A
história da humanidade é uma história de migrações e seus efeitos. É assim
que Karl Fouquet começa o seu livro: “A
contribuição alemã para a construção da nação brasileira”, por ocasião do
sesquicentenário da imigração alemã no Brasil. Várias coisas merecem destaque nesta colocação. Em primeiro lugar, o homem como
sujeito e ator da história é, e sempre será, um eterno migrante, um forasteiro,
um peregrino sempre a caminho. Em segundo lugar, a pergunta: porque afinal o
homem migra? A resposta deve ser procurada
na própria natureza humana, em constante busca de realização, em busca
do aperfeiçoamento. É por essa razão que o homem não se cansa em melhorar a
segurança e o bem estar material; vai à procura da inserção num relacionamento
social que lhe assegura um convívio frutífero com seus semelhantes; busca aperfeiçoar-se culturalmente apropriando-se
de sempre novos conhecimentos; procura o equilíbrio interno de suas demandas
psicológicas; e, de modo especial, administrar
os mistérios e as incógnitas da vida, da natureza e do universo por meio
de crenças, rituais, atitudes e práticas
religiosas. Os teóricos que se ocuparam com o fenômeno da migração, tentaram,
cada qual a partir do ângulo em que analisou o fato, identificar os motivos, ou
o motivo, porque o homem migra. Para o economista, o homem migra para prover as
necessidades materiais do dia a dia; para o sociólogo, o homem migra para
livrar-se de uma situação social que o impede de beneficiar-se com o convívio
dos seus semelhantes. Mesmo que esses motivos e outros tantos, representem o
momento da tomada de decisão para migrar, no fundo, no fundo, uma motivação
permeia todas as outras. Resume-se na tendência, no instinto do homem em
concretizar a sua realização existencial. Os romanos, na sua proverbial
capacidade de formular máximas sábias, legaram uma que expressa na plenitude
conceitual, a razão porque o homem migra: “Ubi bene, ibi patria” - onde o homem se sente bem aí está a sua
pátria.
Qualquer
que seja a situação que leva o homem a migrar, implica em decisões acompanhadas
de consequências mais ou menos traumáticas. Como ponto de partida cobra do
migrante o abandono e a renúncia à terra natal e todo seu entorno humano e sua
história. Trata-se sempre de um desenraizamento e de um transplante movido pela
esperança de encontrar a realização, a segurança e a felicidade em outra parte.

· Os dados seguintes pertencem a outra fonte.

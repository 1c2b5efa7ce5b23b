use std::collections::HashMap;
use std::sync::Arc;

use async_trait::async_trait;
use parking_lot::Mutex;
use tokio::sync::mpsc;
use tokio::task::JoinHandle;
use tokio::time::Instant;
use tokio_util::sync::CancellationToken;

use crate::config::TimeoutConfig;
use crate::error::{MasterError, Result};
use crate::master::entry::{EntryState, WorkerEntry};
use crate::master::error_center::ErrorCenter;
use crate::master::event::{
    EventPreAction, MasterEvent, MasterEventKind, ENQUEUE_TIMEOUT, MAX_PENDING_EVENTS,
};
use crate::master::handle::{RunningHandle, TombstoneHandle, WorkerHandle};
use crate::meta::{KvClient, WorkerMetadataClient};
use crate::model::message::{HeartbeatPing, WorkerStatusMessage};
use crate::model::{Epoch, ExecutorId, MasterId, NodeId, WorkerId, WorkerStatusCode};

/// Soft deadline for one `tick`: events left after this much callback work
/// stay queued for the next poll.
const TICK_MAX_DURATION: std::time::Duration = std::time::Duration::from_secs(5);

/// Receiver of the state-change events drained by [`WorkerManager::tick`].
/// Implemented by the base master, which forwards to the user callbacks.
#[async_trait]
pub trait WorkerEventListener: Send {
    async fn on_worker_online(&mut self, worker: WorkerHandle) -> Result<()>;
    async fn on_worker_offline(&mut self, worker: WorkerHandle, reason: MasterError)
        -> Result<()>;
    async fn on_worker_status_updated(&mut self, worker: WorkerHandle) -> Result<()>;
    async fn on_worker_dispatch_failed(
        &mut self,
        worker: WorkerHandle,
        err: MasterError,
    ) -> Result<()>;
}

#[derive(Debug, Clone, Copy, PartialEq, Eq)]
enum ManagerState {
    /// Normal operation; the timeout checker is active.
    Ready,
    /// Recovery: persisted workers have not been loaded yet, heartbeats are
    /// dropped.
    LoadingMeta,
    /// Recovery: waiting for every pre-existing worker to heartbeat.
    WaitingHeartbeat,
}
use std::sync::{Arc, Weak};
use std::time::Duration;

use crate::error::{MasterError, Result};
use crate::master::entry::EntryState;
use crate::master::manager::ManagerCore;
use crate::model::message::Topic;
use crate::model::{ExecutorId, WorkerId, WorkerInfo, WorkerStatus};
use crate::p2p::MessageValue;

const SEND_RETRY_INTERVAL: Duration = Duration::from_millis(100);
const SEND_RETRY_TIMEOUT: Duration = Duration::from_secs(1);

/// Reference to one worker, handed to user callbacks and returned by
/// `get_workers`.
///
/// A handle never owns the entry: every operation resolves the worker ID
/// under the manager lock, and operations on a vanished entry return
/// `InvalidWorkerHandle`.
#[derive(Clone)]
pub enum WorkerHandle {
    Running(RunningHandle),
    Tombstone(TombstoneHandle),
}

impl WorkerHandle {
    pub fn id(&self) -> &WorkerId {
        match self {
            WorkerHandle::Running(h) => h.id(),
            WorkerHandle::Tombstone(h) => h.id(),
        }
    }

    pub fn is_tombstone(&self) -> bool {
        matches!(self, WorkerHandle::Tombstone(_))
    }

    /// Last framework-visible status reported by the worker.
    pub fn status(&self) -> Result<WorkerStatus> {
        match self {
            WorkerHandle::Running(h) => h.status(),
            WorkerHandle::Tombstone(h) => h.status(),
        }
    }

    /// Sends a business message to the worker's executor node. A
    /// non-blocking send reports `Ok(false)` when the bus did not accept the
    /// message; a blocking send retries briefly first.
    pub async fn send_message(
        &self,
        topic: &Topic,
        message: MessageValue,
        nonblocking: bool,
    ) -> Result<bool> {
        match self {
            WorkerHandle::Running(h) => h.send_message(topic, message, nonblocking).await,
            WorkerHandle::Tombstone(h) => {
                Err(MasterError::SendToTombstone(h.id().clone()))
            }
        }
    }

    /// Serializable snapshot for reporting and persistence.
    pub fn to_info(&self) -> Result<WorkerInfo> {
        match self {
            WorkerHandle::Running(h) => Ok(WorkerInfo {
                worker_id: h.id().clone(),
                executor_id: h.executor_id().ok(),
                is_tombstone: false,
                status: h.status()?,
            }),
            WorkerHandle::Tombstone(h) => Ok(WorkerInfo {
                worker_id: h.id().clone(),
                executor_id: None,
                is_tombstone: true,
                status: h.status()?,
            }),
        }
    }

    pub fn as_running(&self) -> Option<&RunningHandle> {
        match self {
            WorkerHandle::Running(h) => Some(h),
            WorkerHandle::Tombstone(_) => None,
        }
    }

    pub fn as_tombstone(&self) -> Option<&TombstoneHandle> {
        match self {
            WorkerHandle::Running(_) => None,
            WorkerHandle::Tombstone(h) => Some(h),
        }
    }
}

/// Handle to a live (created or online) worker.
#[derive(Clone)]
pub struct RunningHandle {
    pub(crate) worker_id: WorkerId,
    pub(crate) core: Weak<ManagerCore>,
}

impl RunningHandle {
    pub fn id(&self) -> &WorkerId {
        &self.worker_id
    }

    fn core(&self) -> Result<Arc<ManagerCore>> {
        self.core
            .upgrade()
            .ok_or(MasterError::MasterClosed)
    }

    pub fn status(&self) -> Result<WorkerStatus> {
        let core = self.core()?;
        core.with_entry(&self.worker_id, |entry| entry.status().clone())
            .ok_or_else(|| MasterError::InvalidWorkerHandle(self.worker_id.clone()))
    }

    /// The executor hosting this worker. Unknown until the first heartbeat
    /// for entries recovered from metadata.
    pub fn executor_id(&self) -> Result<ExecutorId> {
        let core = self.core()?;
        core.with_entry(&self.worker_id, |entry| entry.executor_id().cloned())
            .ok_or_else(|| MasterError::InvalidWorkerHandle(self.worker_id.clone()))?
            .ok_or_else(|| MasterError::InvalidWorkerHandle(self.worker_id.clone()))
    }

    pub async fn send_message(
        &self,
        topic: &Topic,
        message: MessageValue,
        nonblocking: bool,
    ) -> Result<bool> {
        let core = self.core()?;
        let state = core
            .with_entry(&self.worker_id, |entry| entry.state())
            .ok_or_else(|| MasterError::InvalidWorkerHandle(self.worker_id.clone()))?;
        if state == EntryState::Tombstone {
            return Err(MasterError::SendToTombstone(self.worker_id.clone()));
        }
        let node = self.executor_id()?;

        let delivered = core
            .message_sender()
            .send_to_node(&node, topic, message.clone())
            .await?;
        if delivered || nonblocking {
            return Ok(delivered);
        }

        // Blocking mode: retry briefly while the bus is saturated.
        let deadline = tokio::time::Instant::now() + SEND_RETRY_TIMEOUT;
        loop {
            tokio::time::sleep(SEND_RETRY_INTERVAL).await;
            let delivered = core
                .message_sender()
                .send_to_node(&node, topic, message.clone())
                .await?;
            if delivered {
                return Ok(true);
            }
            if tokio::time::Instant::now() >= deadline {
                return Ok(false);
            }
        }
    }
}

/// Handle to a worker that has gone offline or failed to dispatch. Preserves
/// the worker's identity so late calls fail deterministically.
#[derive(Clone)]
pub struct TombstoneHandle {
    pub(crate) worker_id: WorkerId,
    pub(crate) core: Weak<ManagerCore>,
}

impl TombstoneHandle {
    pub fn id(&self) -> &WorkerId {
        &self.worker_id
    }

    pub fn status(&self) -> Result<WorkerStatus> {
        let core = self
            .core
            .upgrade()
            .ok_or(MasterError::MasterClosed)?;
        core.with_entry(&self.worker_id, |entry| entry.status().clone())
            .ok_or_else(|| MasterError::InvalidWorkerHandle(self.worker_id.clone()))
    }

    /// Removes both the in-memory tombstone entry and the persisted worker
    /// record. Idempotent: repeated calls are no-ops.
    pub async fn clean_meta(&self) -> Result<()> {
        let core = self
            .core
            .upgrade()
            .ok_or(MasterError::MasterClosed)?;
        core.worker_meta().delete(&self.worker_id).await?;
        core.remove_tombstone_entry(&self.worker_id);
        Ok(())
    }
}
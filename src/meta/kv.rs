use async_trait::async_trait;

use crate::error::Result;
use crate::model::Epoch;

/// One write operation for [`KvClient::txn`].
#[derive(Debug, Clone)]
pub enum Op {
    Put { key: String, value: Vec<u8> },
    Delete { key: String },
}

/// Versioned key-value store shared by all masters of a cluster.
///
/// Values are opaque byte sequences; the typed clients in
/// [`crate::meta::client`] define the encoding. Implementations must be safe
/// for concurrent use.
#[async_trait]
pub trait KvClient: Send + Sync {
    async fn put(&self, key: &str, value: Vec<u8>) -> Result<()>;

    async fn get(&self, key: &str) -> Result<Option<Vec<u8>>>;

    /// Range-read of every key starting with `prefix`, in key order.
    async fn get_prefix(&self, prefix: &str) -> Result<Vec<(String, Vec<u8>)>>;

    /// Range-read of `[start, end)`, in key order.
    async fn get_range(&self, start: &str, end: &str) -> Result<Vec<(String, Vec<u8>)>>;

    /// Range-read of every key greater than or equal to `key`.
    async fn get_from(&self, key: &str) -> Result<Vec<(String, Vec<u8>)>>;

    /// Deleting an absent key is not an error.
    async fn delete(&self, key: &str) -> Result<()>;

    /// Deletes the range `[start, end)`.
    async fn delete_range(&self, start: &str, end: &str) -> Result<()>;

    /// Applies a single op outside a transaction.
    async fn do_op(&self, op: Op) -> Result<()>;

    /// Applies all `ops` atomically under snapshot isolation; any failure
    /// rolls the whole transaction back.
    async fn txn(&self, ops: Vec<Op>) -> Result<()>;

    /// Returns an integer strictly increasing across the cluster. Used to
    /// fence master generations.
    async fn gen_epoch(&self) -> Result<Epoch>;
}
use std::sync::Arc;

use parking_lot::Mutex;
use tokio_util::sync::{CancellationToken, WaitForCancellationFutureOwned};

use crate::error::MasterError;

/// Collects the first fatal error of a master lifetime.
///
/// `on_error` never blocks; later errors are dropped after the first one is
/// recorded, and cancellation errors are logged and ignored because they are
/// a normal consequence of shutdown. Recording an error cancels the
/// associated token so in-flight waits unwind promptly.
#[derive(Clone, Default)]
pub struct ErrorCenter {
    inner: Arc<ErrorCenterInner>,
}

#[derive(Default)]
struct ErrorCenterInner {
    first: Mutex<Option<MasterError>>,
    token: CancellationToken,
}

impl ErrorCenter {
    pub fn new() -> Self {
        Self::default()
    }

    pub fn on_error(&self, err: MasterError) {
        if err.is_canceled() {
            tracing::warn!(error = %err, "master operation canceled");
            return;
        }
        let mut first = self.inner.first.lock();
        if first.is_none() {
            tracing::error!(error = %err, "master encountered a fatal error");
            *first = Some(err);
            self.inner.token.cancel();
        } else {
            tracing::debug!(error = %err, "error dropped, master already failing");
        }
    }

    pub fn first_error(&self) -> Option<MasterError> {
        self.inner.first.lock().clone()
    }

    /// Resolves once the first error has been recorded.
    pub fn on_first_error(&self) -> WaitForCancellationFutureOwned {
        self.inner.token.clone().cancelled_owned()
    }
}

#[cfg(test)]
mod tests {
    use super::*;

    #[tokio::test]
    async fn test_keeps_only_first_error() {
        let center = ErrorCenter::new();
        assert_eq!(center.first_error(), None);

        center.on_error(MasterError::TooManyPendingEvents);
        center.on_error(MasterError::MasterClosed);
        assert_eq!(
            center.first_error(),
            Some(MasterError::TooManyPendingEvents)
        );
    }

    #[tokio::test]
    async fn test_cancellation_is_not_recorded() {
        let center = ErrorCenter::new();
        center.on_error(MasterError::Canceled);
        assert_eq!(center.first_error(), None);
    }

    #[tokio::test]
    async fn test_first_error_unblocks_waiters() {
        let center = ErrorCenter::new();
        let wait = center.on_first_error();
        center.on_error(MasterError::MasterClosed);
        wait.await;
    }
}
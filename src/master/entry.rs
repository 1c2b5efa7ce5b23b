use tokio::time::Instant;

use crate::error::MasterError;
use crate::model::{ExecutorId, WorkerId, WorkerStatus, WorkerStatusCode};

/// Lifecycle state of one in-memory worker entry.
///
/// `Created` entries come from the dispatch pipeline, `Wait` entries from
/// recovery. Both reach `Online` on the first valid heartbeat. `Offline` is
/// entered when the expire time passes, and `Tombstone` is terminal.
#[derive(Debug, Clone, Copy, PartialEq, Eq)]
pub(crate) enum EntryState {
    Created,
    Wait,
    Online,
    Offline,
    Tombstone,
}

/// The master's in-memory record for one worker. Owned exclusively by the
/// worker manager; handles only ever look it up under the manager lock.
#[derive(Debug)]
pub(crate) struct WorkerEntry {
    worker_id: WorkerId,
    executor_id: Option<ExecutorId>,
    state: EntryState,
    expire_at: Instant,
    status: StatusReader,
}

impl WorkerEntry {
    /// Entry for a worker whose dispatch request is about to be sent.
    pub fn new_created(worker_id: WorkerId, executor_id: ExecutorId, expire_at: Instant) -> Self {
        Self {
            worker_id,
            executor_id: Some(executor_id),
            state: EntryState::Created,
            expire_at,
            status: StatusReader::new(WorkerStatus::new(WorkerStatusCode::Created)),
        }
    }

    /// Entry for a worker found in the metadata store during recovery.
    pub fn new_waiting(worker_id: WorkerId, last_status: WorkerStatus, expire_at: Instant) -> Self {
        Self {
            worker_id,
            executor_id: None,
            state: EntryState::Wait,
            expire_at,
            status: StatusReader::new(last_status),
        }
    }

    pub fn worker_id(&self) -> &WorkerId {
        &self.worker_id
    }

    pub fn state(&self) -> EntryState {
        self.state
    }

    pub fn executor_id(&self) -> Option<&ExecutorId> {
        self.executor_id.as_ref()
    }

    pub fn expire_at(&self) -> Instant {
        self.expire_at
    }

    pub fn set_expire_at(&mut self, at: Instant) {
        self.expire_at = at;
    }

    /// First valid heartbeat: the entry becomes `Online` and learns which
    /// executor hosts the worker.
    pub fn mark_online(&mut self, executor_id: ExecutorId, expire_at: Instant) {
        debug_assert!(
            matches!(self.state, EntryState::Created | EntryState::Wait),
            "online transition from {:?}",
            self.state
        );
        self.executor_id = Some(executor_id);
        self.state = EntryState::Online;
        self.expire_at = expire_at;
    }

    pub fn mark_offline(&mut self) {
        self.state = EntryState::Offline;
    }

    pub fn mark_tombstone(&mut self) {
        self.state = EntryState::Tombstone;
    }

    pub fn is_tombstone(&self) -> bool {
        self.state == EntryState::Tombstone
    }

    pub fn status_reader(&mut self) -> &mut StatusReader {
        &mut self.status
    }

    pub fn status(&self) -> &WorkerStatus {
        self.status.status()
    }

    /// Offline reason, decided at the transition point from the last known
    /// status code.
    pub fn offline_reason(&self) -> MasterError {
        match self.status.status().code {
            WorkerStatusCode::Finished => MasterError::WorkerFinish,
            WorkerStatusCode::Stopped => MasterError::WorkerStop,
            _ => MasterError::WorkerOffline(self.worker_id.clone()),
        }
    }
}

/// Cache of the worker-reported status plus a flag for notifications that
/// have not yet been turned into a `WorkerStatusUpdated` event.
#[derive(Debug)]
pub(crate) struct StatusReader {
    current: WorkerStatus,
    pending: bool,
}

impl StatusReader {
    pub fn new(initial: WorkerStatus) -> Self {
        Self {
            current: initial,
            pending: false,
        }
    }

    /// Records an asynchronous notification from the worker. Notifications
    /// arriving between two checker passes coalesce into one event.
    pub fn on_notification(&mut self, status: WorkerStatus) {
        self.current = status;
        self.pending = true;
    }

    /// Takes the pending notification, if any.
    pub fn take_pending(&mut self) -> Option<WorkerStatus> {
        if self.pending {
            self.pending = false;
            Some(self.current.clone())
        } else {
            None
        }
    }

    pub fn status(&self) -> &WorkerStatus {
        &self.current
    }
}

#[cfg(test)]
mod tests {
    use super::*;

    fn now() -> Instant {
        Instant::now()
    }

    #[tokio::test]
    async fn test_created_to_online_sets_executor() {
        let mut entry = WorkerEntry::new_created("w1".to_owned(), "e1".to_owned(), now());
        assert_eq!(entry.state(), EntryState::Created);

        entry.mark_online("e1".to_owned(), now());
        assert_eq!(entry.state(), EntryState::Online);
        assert_eq!(entry.executor_id(), Some(&"e1".to_owned()));
    }

    #[tokio::test]
    async fn test_waiting_entry_learns_executor_from_heartbeat() {
        let mut entry = WorkerEntry::new_waiting(
            "w1".to_owned(),
            WorkerStatus::new(WorkerStatusCode::Normal),
            now(),
        );
        assert_eq!(entry.executor_id(), None);

        entry.mark_online("e2".to_owned(), now());
        assert_eq!(entry.executor_id(), Some(&"e2".to_owned()));
    }

    #[tokio::test]
    async fn test_offline_reason_tracks_last_status() {
        let mut entry = WorkerEntry::new_created("w1".to_owned(), "e1".to_owned(), now());
        assert_eq!(
            entry.offline_reason(),
            MasterError::WorkerOffline("w1".to_owned())
        );

        entry
            .status_reader()
            .on_notification(WorkerStatus::new(WorkerStatusCode::Finished));
        assert_eq!(entry.offline_reason(), MasterError::WorkerFinish);

        entry
            .status_reader()
            .on_notification(WorkerStatus::new(WorkerStatusCode::Stopped));
        assert_eq!(entry.offline_reason(), MasterError::WorkerStop);
    }

    #[tokio::test]
    async fn test_status_reader_coalesces_notifications() {
        let mut reader = StatusReader::new(WorkerStatus::new(WorkerStatusCode::Created));
        assert!(reader.take_pending().is_none());

        reader.on_notification(WorkerStatus::new(WorkerStatusCode::Init));
        reader.on_notification(WorkerStatus::new(WorkerStatusCode::Normal));

        let pending = reader.take_pending().unwrap();
        assert_eq!(pending.code, WorkerStatusCode::Normal);
        assert!(reader.take_pending().is_none());
        assert_eq!(reader.status().code, WorkerStatusCode::Normal);
    }
}
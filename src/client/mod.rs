pub mod mock;

use std::collections::HashMap;
use std::sync::Arc;

use async_trait::async_trait;
use parking_lot::RwLock;
use serde::{Deserialize, Serialize};

use crate::error::{ErrorCode, MasterError, Result};
use crate::model::{ExecutorId, MasterId, ResourceUnit, WorkerId};

/// One unit of work submitted to the external scheduler.
#[derive(Debug, Clone, PartialEq, Serialize, Deserialize)]
pub struct ScheduleTask {
    pub task_id: i64,
    pub cost: ResourceUnit,
}

/// One placement decision returned by the scheduler.
#[derive(Debug, Clone, PartialEq, Serialize, Deserialize)]
pub struct SchedulePlacement {
    pub executor_id: ExecutorId,
    pub addr: String,
}

/// Client of the server master's scheduler.
#[async_trait]
pub trait ServerMasterClient: Send + Sync {
    /// Returns one placement per task, size-matched with the request.
    async fn schedule_task(&self, tasks: Vec<ScheduleTask>) -> Result<Vec<SchedulePlacement>>;
}

#[derive(Debug, Clone, PartialEq, Serialize, Deserialize)]
pub struct DispatchTaskRequest {
    pub task_type_id: i64,
    pub task_config: Vec<u8>,
    pub master_id: MasterId,
    pub worker_id: WorkerId,
}

#[derive(Debug, Clone, PartialEq, Serialize, Deserialize)]
pub struct DispatchTaskResponse {
    pub error_code: ErrorCode,
}

impl DispatchTaskResponse {
    pub fn ok() -> Self {
        Self {
            error_code: ErrorCode::Ok,
        }
    }
}

/// Client of one executor node.
#[async_trait]
pub trait ExecutorClient: Send + Sync + std::fmt::Debug {
    async fn dispatch_task(&self, req: DispatchTaskRequest) -> Result<DispatchTaskResponse>;
}

/// Builds an [`ExecutorClient`] connection for a placement decision.
#[async_trait]
pub trait ExecutorConnector: Send + Sync {
    async fn connect(&self, executor_id: &ExecutorId, addr: &str)
        -> Result<Arc<dyn ExecutorClient>>;
}

/// Registry of live executor connections, keyed by executor ID.
pub struct ExecutorGroup {
    connector: Arc<dyn ExecutorConnector>,
    clients: RwLock<HashMap<ExecutorId, Arc<dyn ExecutorClient>>>,
}

impl ExecutorGroup {
    pub fn new(connector: Arc<dyn ExecutorConnector>) -> Self {
        Self {
            connector,
            clients: RwLock::new(HashMap::new()),
        }
    }

    /// Connects to the executor if it is not already registered.
    pub async fn add_executor(&self, executor_id: &ExecutorId, addr: &str) -> Result<()> {
        if self.clients.read().contains_key(executor_id) {
            return Ok(());
        }
        let client = self.connector.connect(executor_id, addr).await?;
        self.clients
            .write()
            .entry(executor_id.clone())
            .or_insert(client);
        Ok(())
    }

    pub fn executor_client(&self, executor_id: &ExecutorId) -> Result<Arc<dyn ExecutorClient>> {
        self.clients
            .read()
            .get(executor_id)
            .cloned()
            .ok_or_else(|| MasterError::UnknownExecutor(executor_id.clone()))
    }
}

A nossa atenção centra-se nas migrações transoceânicas durante o século XIX, período em que a Europa Central
e do norte, expeliu seus excedentes
populacionais, para todos os quadrantes do planeta, de modo especial para as
três Américas. Não é difícil imaginar o que significou na época e nas
circunstâncias de então, uma viagem da Europa para o sul do Brasil. As viagens duravam
meses dos portos alemães e holandeses até o Rio de Janeiro e, finalmente, para
Rio Grande, Porto Alegre e São Leopoldo.
Era tarefa para homens e mulheres em grandes dificuldades, mas decididos em
busca de uma saída, movidos por uma fé inabalável em si mesmos mas sobretudo
uma profunda fé em
Deus. Cristãos que eram, protestantes e católicos, encaravam
o migrar como uma autêntica peregrinação em busca da terra prometida. Um canto
entoado pelos emigrantes do Hunsrück, dizia:
Fomos
chamados por Deus, caso contrário, a nossa peregrinação não teria sentido.
Acreditando
Nele nos pomos a caminho.
Deus
falou a Abraão: deixa a tua terra e parte para aquela que, com minha mão forte,
te mostrarei. Também nós acreditamos na Sua poderosa voz. Por isso partimos daqui
em busca do Brasil distante.
Os
imigrantes serviram-se de duas armas para enfrentar o desconhecido e as
transformaram em lema: “ora et labora” – “reza e trabalha”. Práticos como eram
esses camponeses, sabiam muito bem que a oração sem o trabalho não passa de
alienação e o trabalho sem a oração num fardo insuportável. E no seu quotidiano
como é que os imigrantes concebiam a punham em prática o binômio “Reza e
Trabalha”. Para responder a essa pergunta, é preciso entender a cosmovisão
própria do camponês, do agricultor ou do colono. O contato diuturno com a
natureza, com a “mãe terra”, ensina-lhe que entre ele e o mundo que o rodeia,
há uma relação existencial. A vida e o bem estar dependem dos animais, das plantas, do sol, da lua do
calor, do frio, da alternância das estações, etc. E assim o sol e a lua com
seus ciclos regulares, a cadência da natureza, deixam de ser apenas fenômenos
naturais, para se transformar no palco
em que a existência do homem se torna possível. E nesta relação
simbiótica o homem constrói sua cultura, sua história, seu imaginário, sua
simbologia, sua mitologia, suas crenças, sua religião, sua religiosidade, seus
rituais, seus princípios éticos. Tudo que o rodeia se anima e se personaliza,
de acordo com o significado material, mágico ou religioso de que vem revestido.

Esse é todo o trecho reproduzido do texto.